Kemal Kılıçdaroğlu “İtilmiş ile kakılmış” parodilerine takılı kalmış

04:0029/11/2017, среда
G: 18/09/2019, среда
Fatma Barbarosoğlu

I-25 Kasım Uluslararası Kadına Yönelik Şiddetle Mücadele günü.Günlerden bir günü de Şiddet Günü olarak “kutladık”.Kutladık ifadesi ne kadar yanlış! Doğrusu “Farkındalık oluşturduk” olacaktı değil mi?Farkındalık?En önemli farkındalığı elbette Sayın Kılıçdaroğlu oluşturdu. Şiddetin formülünü verdi. İşi olmayan erkek karısını döver dedi.Sayın Kılıçdaroğlu bu önermeyi neye dayandırıyor? Elinde bir alan araştırması mı var? Eşine şiddet gösteren erkeklerin işsiz olarak oranına dair bir veriye mi sahip?Sanmıyorum.Kılıçdaroğlu’nun

I-
25 Kasım Uluslararası Kadına Yönelik Şiddetle Mücadele günü.

Günlerden bir günü de Şiddet Günü olarak “kutladık”.

Kutladık ifadesi ne kadar yanlış! Doğrusu “Farkındalık oluşturduk” olacaktı değil mi?


Farkındalık?

En önemli farkındalığı elbette Sayın Kılıçdaroğlu oluşturdu. Şiddetin formülünü verdi. İşi olmayan erkek karısını döver dedi.

Sayın Kılıçdaroğlu bu önermeyi neye dayandırıyor? Elinde bir alan araştırması mı var? Eşine şiddet gösteren erkeklerin işsiz olarak oranına dair bir veriye mi sahip?

Sanmıyorum.

Kılıçdaroğlu’nun “yanlış önermesi” toplumun her kesiminde “şiddetli bir tepki” ile karşılandı. Tepkiyi şiddet ile sıfatlandırmam rastlantı değil elbet. Dildeki şiddet azalmadığı sürece şiddet eyleminin azalmasına imkan ve ihtimal yok.

Fakat ne enteresandır KADEM sanki Kemal Kılıçdaroğlu’nun böyle bir tespit yapmasını bekliyormuş gibi, doğadaki hayvanların eşlerine asla şiddet göstermediklerine dair bir vidyo hazırlamış:

“Halk arasında canavar diye bilinen kurt ailesine çok düşkündür ve dişisine asla şiddet göstermez.

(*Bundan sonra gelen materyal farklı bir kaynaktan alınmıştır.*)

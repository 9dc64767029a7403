//! Wireframe rendering for the viewport when no GL context is available

use egui::{Color32, Pos2, Rect, Stroke, Ui};
use glam::Vec3;

use super::camera::{OrbitCamera, Viewport};
use crate::state::settings::{AxisSettings, GridSettings};
use crate::state::AppState;

/// Project a world point into egui coordinates inside `rect`
pub fn to_screen(camera: &OrbitCamera, rect: Rect, point: Vec3) -> Option<Pos2> {
    let viewport = Viewport::new(rect.width(), rect.height());
    let p = camera.project(point, &viewport)?;
    Some(egui::pos2(rect.left() + p.x, rect.bottom() - p.y))
}

/// Paint the 3D viewport using egui's painter (wireframe rendering)
pub fn paint_viewport(ui: &Ui, rect: Rect, camera: &OrbitCamera, state: &AppState) {
    let painter = ui.painter_at(rect);

    // Background
    let bg = &state.settings.viewport.background_color;
    painter.rect_filled(rect, 0.0, Color32::from_rgb(bg[0], bg[1], bg[2]));

    if state.settings.grid.visible {
        draw_grid(&painter, rect, camera, &state.settings.grid);
    }

    if state.settings.axes.visible {
        draw_axes(&painter, rect, camera, &state.settings.axes);
    }

    let mesh = &state.mesh;
    let world = mesh.world_vertices();
    let base = state.settings.viewport.mesh_color;
    let active = state.settings.viewport.active_face_color;

    for (face, quad) in mesh.faces().iter().enumerate() {
        let highlighted = mesh.active_face() == Some(face);
        let color = if highlighted { active } else { base };
        let stroke = Stroke::new(
            if highlighted { 2.0 } else { 1.0 },
            Color32::from_rgb(color[0], color[1], color[2]),
        );
        for (a, b) in quad.edges() {
            if let (Some(pa), Some(pb)) = (
                to_screen(camera, rect, world[a]),
                to_screen(camera, rect, world[b]),
            ) {
                painter.line_segment([pa, pb], stroke);
            }
        }
    }
}

fn draw_grid(painter: &egui::Painter, rect: Rect, camera: &OrbitCamera, settings: &GridSettings) {
    let alpha = (settings.opacity * 255.0) as u8;
    let stroke = Stroke::new(0.5, Color32::from_rgba_premultiplied(60, 60, 60, alpha));

    let range = settings.range;
    let extent = range as f32 * settings.size;

    for i in -range..=range {
        let f = i as f32 * settings.size;
        let segments = [
            (Vec3::new(f, -extent, 0.0), Vec3::new(f, extent, 0.0)),
            (Vec3::new(-extent, f, 0.0), Vec3::new(extent, f, 0.0)),
        ];
        for (a, b) in segments {
            if let (Some(a), Some(b)) = (to_screen(camera, rect, a), to_screen(camera, rect, b)) {
                if rect.contains(a) || rect.contains(b) {
                    painter.line_segment([a, b], stroke);
                }
            }
        }
    }
}

fn draw_axes(painter: &egui::Painter, rect: Rect, camera: &OrbitCamera, settings: &AxisSettings) {
    let Some(o) = to_screen(camera, rect, Vec3::ZERO) else {
        return;
    };
    let axes = [
        (Vec3::X, Color32::from_rgb(220, 50, 50)),
        (Vec3::Y, Color32::from_rgb(50, 200, 50)),
        (Vec3::Z, Color32::from_rgb(50, 100, 220)),
    ];
    for (dir, color) in axes {
        if let Some(end) = to_screen(camera, rect, dir * settings.length) {
            painter.line_segment([o, end], Stroke::new(settings.thickness, color));
        }
    }
}
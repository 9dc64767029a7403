//! Cached bounding volumes

use glam::Vec3;

use super::QuadMesh;
use crate::viewport::picking::Aabb;

impl QuadMesh {
    /// Refresh cached bounds.
    ///
    /// With `commit` the local box and its corners are recomputed from the
    /// vertex positions; call it after any topology or vertex change. The world
    /// box (pending transforms applied) is always recomputed.
    pub fn update_information(&mut self, commit: bool) {
        if commit {
            self.local_bounds = Aabb::from_points(self.vertices.iter().copied());
            self.local_corners = self.local_bounds.corners();
        }
        self.world_bounds = Aabb::from_points(self.world_vertices());
    }

    /// Bounds of the committed vertices
    pub fn local_bounds(&self) -> Aabb {
        self.local_bounds
    }

    pub fn local_corners(&self) -> [Vec3; 8] {
        self.local_corners
    }

    /// Local bounding box corners carried through the pending object transform
    pub fn transformed_corners(&self) -> [Vec3; 8] {
        self.local_corners
            .map(|c| self.active_transform.transform_point3(c))
    }

    /// Bounds of the vertices as currently displayed
    pub fn world_bounds(&self) -> Aabb {
        self.world_bounds
    }
}
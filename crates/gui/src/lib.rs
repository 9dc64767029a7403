// Library crate: exposes the editing core for integration tests and headless driving.
// GUI-specific modules (app, ui, GL rendering) remain in the binary crate.

pub mod build;
pub mod command;
pub mod fixtures;
pub mod harness;
pub mod state;
pub mod validation;

/// Geometry kernel and render buffers shared with the binary.
/// GL rendering and overlays stay in the binary crate.
pub mod viewport {
    pub mod camera;
    pub mod mesh;
    pub mod picking;
}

Doğadaki bazı cinslerin diğer cinslerden öğreneceği çok şey var.”

KADEM’in 25 Kasım 2017 vidyosu, güç ile şiddet arasında doğru orantı olmadığını, güçlü olanın aynı zamanda sorumluluk sahibi olduğunu “hayvanlar dünyası” üzerinden anlatıyor.

Erkek şiddetini konuşacaksak meselenin bam teli tam da burası.

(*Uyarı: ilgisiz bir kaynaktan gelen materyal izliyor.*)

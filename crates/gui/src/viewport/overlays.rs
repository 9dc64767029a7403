//! Viewport overlay drawing (axis labels, camera info, hints)

use egui::Painter;
use glam::Vec3;

use super::camera::OrbitCamera;
use super::renderer::to_screen;
use crate::state::AppState;

/// Draw axis labels in the viewport
pub fn draw_axis_labels(painter: &Painter, rect: egui::Rect, camera: &OrbitCamera, length: f32) {
    let labels = [
        (Vec3::X, "X", egui::Color32::from_rgb(220, 70, 70)),
        (Vec3::Y, "Y", egui::Color32::from_rgb(70, 200, 70)),
        (Vec3::Z, "Z", egui::Color32::from_rgb(70, 110, 220)),
    ];

    // Labels sit a little past the cuboid rather than at the far axis ends
    let reach = length.min(1.6);
    for (dir, label, color) in labels {
        if let Some(screen) = to_screen(camera, rect, dir * reach) {
            if rect.contains(screen) {
                painter.text(
                    screen,
                    egui::Align2::LEFT_BOTTOM,
                    label,
                    egui::FontId::monospace(12.0),
                    color,
                );
            }
        }
    }
}

pub fn draw_camera_info(painter: &Painter, rect: egui::Rect, camera: &OrbitCamera) {
    let overlay_rect = egui::Rect::from_min_size(
        egui::pos2(rect.right() - 160.0, rect.top() + 4.0),
        egui::vec2(156.0, 44.0),
    );
    painter.rect_filled(
        overlay_rect,
        4.0,
        egui::Color32::from_rgba_premultiplied(0, 0, 0, 140),
    );
    let eye = camera.eye_position();
    painter.text(
        overlay_rect.min + egui::vec2(6.0, 4.0),
        egui::Align2::LEFT_TOP,
        format!(
            "Dist: {:.2}\nEye: {:.1} {:.1} {:.1}",
            camera.distance(),
            eye.x,
            eye.y,
            eye.z,
        ),
        egui::FontId::monospace(10.0),
        egui::Color32::from_rgb(160, 160, 170),
    );
}

/// Mode hint along the bottom edge
pub fn draw_mode_hint(painter: &Painter, rect: egui::Rect, state: &AppState) {
    let mode = state.interaction.mode();
    painter.text(
        egui::pos2(rect.center().x, rect.bottom() - 20.0),
        egui::Align2::CENTER_BOTTOM,
        format!(
            "{}: {}  ·  right-drag to orbit, scroll to zoom",
            mode.display_name(),
            mode.hint()
        ),
        egui::FontId::proportional(11.0),
        egui::Color32::from_rgb(100, 100, 110),
    );
}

Geç-modern toplumda erkek kimliği ile ilgili ciddi bir problem var. Popüler kültürün dili erkekleri aşağılıyor, sadece parası olan erkekleri özne kabul eden bir anlayış inşa ediliyor.

Parası olan erkeklerin o parayı nasıl kazandığı, kazanırken nasıl gerildiği, gün içinde gerilimini “medeni erkek maskesi” ile görünmez kıldıktan sonra, akşam evinin kapısından girer girmez eşine şiddet gösterdiği, KADEM’in 25 Kasım 2016’da çok başarılı bulduğum “Başkalarına göstermekten çekindiğin bir yüzün var” vidyosunda dile getirilmişti. Dünyanın her tarafında, her gelir seviyesinde ve her yaş grubunda erkeklerin gayri ahlaki davranışları, şiddet ve tecavüz haberleri giderek artıyor.

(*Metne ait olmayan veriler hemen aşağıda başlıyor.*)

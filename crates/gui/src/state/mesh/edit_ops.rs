//! Topology edits: subdivide and extrude

use glam::{Mat4, Vec3};

use super::{Quad, QuadMesh};
use crate::viewport::picking::Ray;

/// Face picked for an extrusion drag
#[derive(Debug, Clone, Copy, PartialEq)]
pub struct ExtrudeTarget {
    /// Lid face (keeps the index of the extruded face)
    pub face: usize,
    /// World-space point under the cursor when the extrusion started
    pub point: Vec3,
    /// World-space lid normal, the axis the lid slides along
    pub normal: Vec3,
}

impl QuadMesh {
    /// Split the face under `ray` into four quads.
    ///
    /// Pending transforms are committed first. Returns the hit face index,
    /// or None (mesh untouched apart from the commit) on a miss.
    pub fn subdivide_face(&mut self, ray: &Ray) -> Option<usize> {
        self.commit_transform();
        let hit = self.intersect(ray)?;
        self.subdivide_face_at(hit.face);
        Some(hit.face)
    }

    /// Split face `face` into four quads around its centroid.
    ///
    /// The first quad takes the original slot, the other three are appended.
    /// Edge midpoints already created by a neighbour are reused.
    pub fn subdivide_face_at(&mut self, face: usize) {
        let [a, b, c, d] = self.faces[face].indices();
        let center = self.push_vertex(self.face_centroid(face));
        let m_ab = self.edge_midpoint(a, b);
        let m_bc = self.edge_midpoint(b, c);
        let m_cd = self.edge_midpoint(c, d);
        let m_da = self.edge_midpoint(d, a);

        self.faces[face] = Quad::new(a, m_ab, center, m_da);
        self.faces.push(Quad::new(m_ab, b, m_bc, center));
        self.faces.push(Quad::new(center, m_bc, c, m_cd));
        self.faces.push(Quad::new(m_da, center, m_cd, d));

        self.update_information(true);
        self.version += 1;
        tracing::debug!(
            "Subdivided face {face} ({} vertices, {} faces)",
            self.vertices.len(),
            self.faces.len()
        );
    }

    /// Midpoint vertex of edge `{a, b}`, created on first use
    fn edge_midpoint(&mut self, a: usize, b: usize) -> usize {
        let key = (a.min(b), a.max(b));
        if let Some(&mid) = self.split_edges.get(&key) {
            return mid;
        }
        let mid = self.push_vertex((self.vertices[a] + self.vertices[b]) * 0.5);
        self.split_edges.insert(key, mid);
        mid
    }

    /// Extrude the face under `ray` and make its lid the active face.
    ///
    /// The lid starts coincident with the original face; the caller drags it
    /// out with `apply_face_transform`. Returns None on a miss.
    pub fn gen_extrude_face(&mut self, ray: &Ray) -> Option<ExtrudeTarget> {
        self.commit_transform();
        let hit = self.intersect(ray)?;
        self.extrude_face_at(hit.face);
        Some(ExtrudeTarget {
            face: hit.face,
            point: hit.point,
            normal: self.world_face_normal(hit.face),
        })
    }

    /// Duplicate the corners of `face`, rewire the face onto the copies and
    /// stitch four side quads between the old and new rims.
    pub fn extrude_face_at(&mut self, face: usize) {
        let old = self.faces[face].indices();
        let new = old.map(|i| self.push_vertex(self.vertices[i]));

        self.faces[face] = Quad::new(new[0], new[1], new[2], new[3]);
        for i in 0..4 {
            let j = (i + 1) % 4;
            self.faces.push(Quad::new(old[i], old[j], new[j], new[i]));
        }

        self.active_face = Some(face);
        self.active_face_transform = Mat4::IDENTITY;
        self.update_information(true);
        self.version += 1;
        tracing::debug!(
            "Extruded face {face} ({} vertices, {} faces)",
            self.vertices.len(),
            self.faces.len()
        );
    }
}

Kemal Kılıçdaroğlu “şiddet yüklü erkek profili”ni sadece dar gelirli erkeklere hamlederek toplumsal meselelere uzaklığını tescillemiş oldu.

Belli ki Sayın Kılıçdaroğlu “İtilmiş ile Kakılmış” parodilerinde takılı kalmış.

Bugünden geçmişe bakınca “İtilmiş-Kakılmış” parodilerine, parodinin erkek kahramanı olan İtilmiş’in işsiz güçsüz şiddet yüklü davranışlarına –karısı Kakılmış’ın kafasını çevirdiği o korkunç sahneler hala gözümün önünde- toplum olarak nasıl gülebildiğimizi anlamakta zorluk çekiyorum.

II-

Hiçbir şey akşamdan sabaha bir gecede değişmiyor.

Bugünlere nasıl geldiğimizi belki bir zamanlar çok sevdiğimiz Yeşilçam filmleri üzerinden yeniden değerlendirmemiz gerekiyor.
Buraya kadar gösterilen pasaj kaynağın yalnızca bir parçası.